→ **Records for this exercise**:
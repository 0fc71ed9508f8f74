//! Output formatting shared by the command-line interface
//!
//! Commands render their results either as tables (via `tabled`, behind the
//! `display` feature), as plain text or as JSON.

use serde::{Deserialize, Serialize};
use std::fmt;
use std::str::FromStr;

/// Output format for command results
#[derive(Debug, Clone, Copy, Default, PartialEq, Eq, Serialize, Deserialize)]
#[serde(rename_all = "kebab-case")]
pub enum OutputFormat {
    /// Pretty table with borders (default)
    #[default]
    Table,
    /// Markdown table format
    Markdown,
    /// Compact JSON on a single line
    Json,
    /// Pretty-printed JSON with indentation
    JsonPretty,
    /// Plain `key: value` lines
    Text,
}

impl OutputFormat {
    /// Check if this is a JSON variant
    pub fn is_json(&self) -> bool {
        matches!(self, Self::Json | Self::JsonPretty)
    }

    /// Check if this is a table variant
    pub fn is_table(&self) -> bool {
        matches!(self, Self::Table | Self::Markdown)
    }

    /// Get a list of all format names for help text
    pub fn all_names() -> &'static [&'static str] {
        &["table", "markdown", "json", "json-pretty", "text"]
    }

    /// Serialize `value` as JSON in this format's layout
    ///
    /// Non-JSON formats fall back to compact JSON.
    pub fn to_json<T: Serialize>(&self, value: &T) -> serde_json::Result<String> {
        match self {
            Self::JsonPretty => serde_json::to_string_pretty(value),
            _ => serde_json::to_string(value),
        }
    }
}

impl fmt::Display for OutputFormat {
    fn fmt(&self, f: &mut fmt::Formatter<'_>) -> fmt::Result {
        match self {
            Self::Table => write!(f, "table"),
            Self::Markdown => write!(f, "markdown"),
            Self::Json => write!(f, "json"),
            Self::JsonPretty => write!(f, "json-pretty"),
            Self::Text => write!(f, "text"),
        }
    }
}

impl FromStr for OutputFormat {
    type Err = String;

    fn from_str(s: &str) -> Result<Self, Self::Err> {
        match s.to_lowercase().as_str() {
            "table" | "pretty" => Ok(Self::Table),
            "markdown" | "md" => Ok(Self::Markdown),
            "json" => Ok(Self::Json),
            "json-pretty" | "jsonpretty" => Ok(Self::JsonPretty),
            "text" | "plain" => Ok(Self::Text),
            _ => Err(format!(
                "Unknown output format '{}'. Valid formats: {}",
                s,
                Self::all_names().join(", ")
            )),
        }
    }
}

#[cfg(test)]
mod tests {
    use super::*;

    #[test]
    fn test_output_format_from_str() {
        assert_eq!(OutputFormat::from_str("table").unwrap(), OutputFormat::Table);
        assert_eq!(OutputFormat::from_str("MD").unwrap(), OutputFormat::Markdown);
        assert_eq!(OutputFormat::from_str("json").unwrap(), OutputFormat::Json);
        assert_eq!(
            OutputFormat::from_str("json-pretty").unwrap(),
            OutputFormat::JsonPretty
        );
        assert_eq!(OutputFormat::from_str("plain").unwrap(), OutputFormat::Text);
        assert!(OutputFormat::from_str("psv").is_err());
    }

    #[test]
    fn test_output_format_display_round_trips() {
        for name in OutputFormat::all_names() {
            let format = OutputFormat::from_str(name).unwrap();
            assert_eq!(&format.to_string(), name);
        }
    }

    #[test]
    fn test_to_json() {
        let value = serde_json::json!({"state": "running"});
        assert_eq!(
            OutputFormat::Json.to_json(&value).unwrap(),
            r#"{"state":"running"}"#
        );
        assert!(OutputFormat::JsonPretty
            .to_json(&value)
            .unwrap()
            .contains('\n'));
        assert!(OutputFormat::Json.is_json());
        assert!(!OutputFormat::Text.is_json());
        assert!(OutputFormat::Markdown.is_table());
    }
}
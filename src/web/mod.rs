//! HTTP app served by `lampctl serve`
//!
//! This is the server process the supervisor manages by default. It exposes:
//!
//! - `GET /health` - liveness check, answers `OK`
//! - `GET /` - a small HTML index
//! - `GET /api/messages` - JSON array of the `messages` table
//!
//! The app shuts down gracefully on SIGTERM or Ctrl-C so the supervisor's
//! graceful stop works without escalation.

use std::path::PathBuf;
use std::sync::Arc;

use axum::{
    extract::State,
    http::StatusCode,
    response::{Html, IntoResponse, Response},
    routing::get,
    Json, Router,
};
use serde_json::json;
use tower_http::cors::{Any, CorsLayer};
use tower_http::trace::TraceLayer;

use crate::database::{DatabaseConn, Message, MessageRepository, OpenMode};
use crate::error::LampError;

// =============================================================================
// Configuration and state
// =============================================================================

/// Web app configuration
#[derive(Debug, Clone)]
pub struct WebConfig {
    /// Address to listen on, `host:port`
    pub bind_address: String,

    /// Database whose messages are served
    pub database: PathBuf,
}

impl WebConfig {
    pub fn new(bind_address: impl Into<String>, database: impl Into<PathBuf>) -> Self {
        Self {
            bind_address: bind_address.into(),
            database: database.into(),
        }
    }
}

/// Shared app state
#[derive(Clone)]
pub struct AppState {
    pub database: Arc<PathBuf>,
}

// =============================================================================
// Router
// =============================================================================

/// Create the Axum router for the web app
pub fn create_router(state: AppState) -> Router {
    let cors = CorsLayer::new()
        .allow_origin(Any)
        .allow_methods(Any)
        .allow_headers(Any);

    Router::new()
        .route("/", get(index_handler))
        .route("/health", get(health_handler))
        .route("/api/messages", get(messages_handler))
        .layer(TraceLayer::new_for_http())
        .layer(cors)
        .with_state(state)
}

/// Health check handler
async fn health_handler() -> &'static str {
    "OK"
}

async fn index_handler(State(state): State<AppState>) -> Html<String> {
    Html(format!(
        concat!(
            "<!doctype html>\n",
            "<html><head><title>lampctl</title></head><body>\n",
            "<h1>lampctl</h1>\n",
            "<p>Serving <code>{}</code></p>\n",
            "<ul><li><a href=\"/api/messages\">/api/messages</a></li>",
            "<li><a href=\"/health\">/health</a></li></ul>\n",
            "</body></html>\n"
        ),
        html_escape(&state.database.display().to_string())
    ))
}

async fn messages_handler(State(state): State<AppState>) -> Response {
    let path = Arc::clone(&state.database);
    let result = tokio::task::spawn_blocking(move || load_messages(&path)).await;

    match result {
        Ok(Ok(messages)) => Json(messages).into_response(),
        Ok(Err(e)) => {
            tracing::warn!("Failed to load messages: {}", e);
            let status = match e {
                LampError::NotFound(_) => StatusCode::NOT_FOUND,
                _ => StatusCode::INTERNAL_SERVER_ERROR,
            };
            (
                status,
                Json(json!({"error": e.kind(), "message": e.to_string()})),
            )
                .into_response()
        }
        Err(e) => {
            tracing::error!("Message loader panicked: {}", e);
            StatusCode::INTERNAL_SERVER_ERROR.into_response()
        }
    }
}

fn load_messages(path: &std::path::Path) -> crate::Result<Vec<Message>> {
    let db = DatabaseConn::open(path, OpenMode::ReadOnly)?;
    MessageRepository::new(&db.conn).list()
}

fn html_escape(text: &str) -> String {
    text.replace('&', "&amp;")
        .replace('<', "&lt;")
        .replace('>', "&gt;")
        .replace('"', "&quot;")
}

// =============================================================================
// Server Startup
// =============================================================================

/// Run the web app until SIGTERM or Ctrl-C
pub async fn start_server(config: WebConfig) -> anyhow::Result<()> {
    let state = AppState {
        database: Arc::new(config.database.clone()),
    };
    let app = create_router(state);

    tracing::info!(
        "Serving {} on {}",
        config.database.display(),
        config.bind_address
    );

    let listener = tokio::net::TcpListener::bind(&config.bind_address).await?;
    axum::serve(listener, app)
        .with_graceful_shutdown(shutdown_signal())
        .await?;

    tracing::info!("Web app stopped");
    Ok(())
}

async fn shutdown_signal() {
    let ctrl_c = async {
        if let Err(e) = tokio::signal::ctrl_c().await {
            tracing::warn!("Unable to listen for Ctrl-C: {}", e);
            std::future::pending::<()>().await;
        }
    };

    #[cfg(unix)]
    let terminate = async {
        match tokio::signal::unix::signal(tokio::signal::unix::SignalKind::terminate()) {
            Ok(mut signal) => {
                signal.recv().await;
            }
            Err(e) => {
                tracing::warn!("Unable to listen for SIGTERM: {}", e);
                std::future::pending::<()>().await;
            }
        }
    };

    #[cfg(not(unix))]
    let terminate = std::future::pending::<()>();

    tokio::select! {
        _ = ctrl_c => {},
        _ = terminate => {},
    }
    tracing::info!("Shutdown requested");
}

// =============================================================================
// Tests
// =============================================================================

→ **Exercise prompt**: Using the material above, quote the first line and each line after it, stopping at and including the line that holds "use std::fmt;".

→ **The completed task**:
repository 0fc71ed9508f8f74
//! Output formatting shared by the command-line interface
//!
//! Commands render their results either as tables (via `tabled`, behind the
//! `display` feature), as plain text or as JSON.

use serde::{Deserialize, Serialize};
use std::fmt;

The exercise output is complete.